Childbirth Options: Choosing Your Environment
Alignment Matrix is pleased to introduce Esther Taylor. Esther is the Founder of Jatamansi Center Massage & Holistics, an educational and healthcare Center in Fillmore, California, as well as a practitioner of Ayurveda and Somatic Therapy. As a new mother, she brings her rich, personal experience, coupled with her diverse expertise in healthcare and patient advocacy to…
“Alignment for New Parents”
a series of articles on PREGNANCY, CHILDBIRTH & INFANT CARE starting with…
Choosing Your Environment
by Esther Taylor
“If I don’t know my options, I don’t have any.”
– Diana Korte – Author, A Good Birth, A Safe Birth: Choosing and Having the Childbirth Experience You Want
When most modern Americans think of child birth, what comes to mind is a frantic scene in a hospital room, filled with medical equipment, doctors, fluorescent lights, IVs, and epidurals. It may surprise the average American to find out that while 90% of people alive on the Earth today were actually born out of hospital, 99% of U.S. babies are still born in hospital. The Centers for Disease Control & Prevention (CDC) states, “Home births have a lower risk profile than hospital births.” Couple this with the fact that the United States has the highest first-day infant death rate out of all industrialized countries in the world and you may want to rethink your point of view regarding birthing options.
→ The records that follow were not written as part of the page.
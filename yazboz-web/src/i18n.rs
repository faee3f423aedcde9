use serde_json::Value;
use std::cell::RefCell;
use std::collections::BTreeMap;

const LOCALE_KEY: &str = "yazboz.locale";
const DEFAULT_LANG: &str = "tr";

#[derive(Clone, Copy, PartialEq, Eq)]
pub struct LocaleMeta {
    pub code: &'static str,
    pub name: &'static str,
}

const LOCALE_META: &[LocaleMeta] = &[
    LocaleMeta {
        code: "tr",
        name: "Türkçe",
    },
    LocaleMeta {
        code: "en",
        name: "English",
    },
];

const LOCALE_TABLE: &[(&str, &str)] = &[
    ("tr", include_str!("../i18n/tr.json")),
    ("en", include_str!("../i18n/en.json")),
];

pub struct I18nBundle {
    pub lang: String,
    translations: Value,
    fallback: Value,
}

fn load_translations(lang: &str) -> Option<Value> {
    let bundle = LOCALE_TABLE
        .iter()
        .find_map(|(code, data)| (*code == lang).then_some(*data))?;
    serde_json::from_str(bundle).ok()
}

fn build_bundle(lang: &str) -> Option<I18nBundle> {
    let translations = load_translations(lang)?;
    let fallback = load_translations(DEFAULT_LANG)?;
    Some(I18nBundle {
        lang: lang.to_string(),
        translations,
        fallback,
    })
}

fn empty_bundle() -> I18nBundle {
    I18nBundle {
        lang: DEFAULT_LANG.to_string(),
        translations: Value::Object(serde_json::Map::new()),
        fallback: Value::Object(serde_json::Map::new()),
    }
}

/// Supported locales with their native names.
#[must_use]
pub const fn locales() -> &'static [LocaleMeta] {
    LOCALE_META
}

fn saved_lang() -> String {
    #[cfg(target_arch = "wasm32")]
    {
        web_sys::window()
            .and_then(|win| win.local_storage().ok().flatten())
            .and_then(|storage| storage.get_item(LOCALE_KEY).ok().flatten())
            .unwrap_or_else(|| DEFAULT_LANG.to_string())
    }
    #[cfg(not(target_arch = "wasm32"))]
    {
        DEFAULT_LANG.to_string()
    }
}

thread_local! {
    static CURRENT: RefCell<I18nBundle> = RefCell::new(
        build_bundle(&saved_lang())
            .or_else(|| build_bundle(DEFAULT_LANG))
            .unwrap_or_else(empty_bundle),
    );
}

/// Switch the active language. Unknown codes are ignored.
///
/// In the browser the choice is written to localStorage and `<html lang>`
/// is updated.
pub fn set_lang(lang: &str) {
    let Some(bundle) = build_bundle(lang) else {
        log::debug!("ignoring unknown locale {lang}");
        return;
    };
    CURRENT.with(|cell| cell.replace(bundle));
    #[cfg(target_arch = "wasm32")]
    {
        if let Some(el) = web_sys::window()
            .and_then(|w| w.document())
            .and_then(|doc| doc.document_element())
        {
            let _ = el.set_attribute("lang", lang);
        }
        if let Some(storage) = web_sys::window().and_then(|win| win.local_storage().ok().flatten())
        {
            let _ = storage.set_item(LOCALE_KEY, lang);
        }
    }
    #[cfg(not(target_arch = "wasm32"))]
    {
        let _ = LOCALE_KEY;
    }
}

#[must_use]
pub fn current_lang() -> String {
    CURRENT.with(|c| c.borrow().lang.clone())
}

fn get_nested_value<'a>(obj: &'a Value, key: &str) -> Option<&'a Value> {
    key.split('.').try_fold(obj, |current, k| current.get(k))
}

fn render_value(value: &Value, args: Option<&BTreeMap<&str, &str>>) -> Option<String> {
    let mut text = value.as_str()?.to_string();
    if let Some(args_map) = args {
        for (k, v) in args_map {
            text = text.replace(&format!("{{{k}}}"), v);
        }
    }
    Some(text)
}

fn resolve(key: &str, args: Option<&BTreeMap<&str, &str>>) -> Option<String> {
    CURRENT.with(|cell| {
        let bundle = cell.borrow();
        get_nested_value(&bundle.translations, key)
            .and_then(|v| render_value(v, args))
            .or_else(|| get_nested_value(&bundle.fallback, key).and_then(|v| render_value(v, args)))
    })
}

/// Translate a key to the current language, falling back to Turkish and
/// then to the key itself.
#[must_use]
pub fn t(key: &str) -> String {
    tr(key, None)
}

/// Translate with `{name}` placeholders filled from `args`.
#[must_use]
pub fn tr(key: &str, args: Option<&BTreeMap<&str, &str>>) -> String {
    resolve(key, args).unwrap_or_else(|| key.to_string())
}

/// Shorthand for a translation with a single placeholder.
#[must_use]
pub fn tr1(key: &str, name: &str, value: &str) -> String {
    let args = BTreeMap::from([(name, value)]);
    tr(key, Some(&args))
}

#[cfg(test)]
mod tests {
    use super::*;

    fn keys(value: &Value, prefix: &str, out: &mut Vec<String>) {
        if let Value::Object(map) = value {
            for (k, v) in map {
                let path = if prefix.is_empty() {
                    k.clone()
                } else {
                    format!("{prefix}.{k}")
                };
                if v.is_object() {
                    keys(v, &path, out);
                } else {
                    out.push(path);
                }
            }
        }
    }

    #[test]
    fn defaults_to_turkish() {
        set_lang("tr");
        assert_eq!(current_lang(), "tr");
        assert_eq!(t("scoreboard.exit"), "Çıkış");
    }

    #[test]
    fn switches_language_and_ignores_unknown_codes() {
        set_lang("en");
        assert_eq!(t("scoreboard.exit"), "Exit");
        set_lang("xx");
        assert_eq!(current_lang(), "en");
        set_lang("tr");
    }

    #[test]
    fn substitutes_placeholders_and_falls_back_to_key() {
        set_lang("tr");
        assert_eq!(tr1("setup.player_label", "n", "3"), "3. oyuncu");
        assert_eq!(t("no.such.key"), "no.such.key");
    }

    #[test]
    fn locales_share_the_same_keys() {
        let mut tr_keys = Vec::new();
        let mut en_keys = Vec::new();
        keys(&load_translations("tr").unwrap(), "", &mut tr_keys);
        keys(&load_translations("en").unwrap(), "", &mut en_keys);
        assert_eq!(tr_keys, en_keys);
    }

    #[test]
    fn quick_preset_keys_resolve() {
        set_lang("en");
        for kind in yazboz_core::GameKind::ALL {
            for preset in yazboz_core::presets(kind) {
                assert_ne!(t(preset.key), preset.key);
            }
        }
        set_lang("tr");
    }
}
In this article we are going to compare hospital, birth center and home births in the U.S. and assess the differences between obstetrical care, midwifery and free birthing. The goal of this article is to help enable people to make informed birthing choices in an unbiased manner. We believe the most important thing to consider when exploring birthing options is where the parents will feel safest. Many will rely on hospitals to offer security and peace of mind while some will feel that home is the only place they feel truly in control, and still others will seek a middle ground in the more natural birthing center environment that is still close to or adjacent to a hospital.
Types of care available for birthing in hospital are provided by OB/GYNs, Family Physicians or Nurse-Midwives (CNMs) who are trained and licensed as nurses in obstetrics and gynecology and then educated in midwifery. CNMs are currently licensed to practice in all 50 states and are usually licensed in individual states as Nurse Practitioners (NPs).
Perhaps the biggest advantage to hospital birthing is access to a full emergency medical staff in the event of any serious complication, which may be an important factor in high-risk pregnancies. Having the option to use pain medication and epidurals may also be another advantage to hospital birthing for some women. If you are choosing to vaccinate, birthing in hospital can allow you to easily have your baby receive his or her first vaccines before being discharged. In addition, nearly all health insurance companies in the U.S. provide at least partial coverage for in-hospital birthing.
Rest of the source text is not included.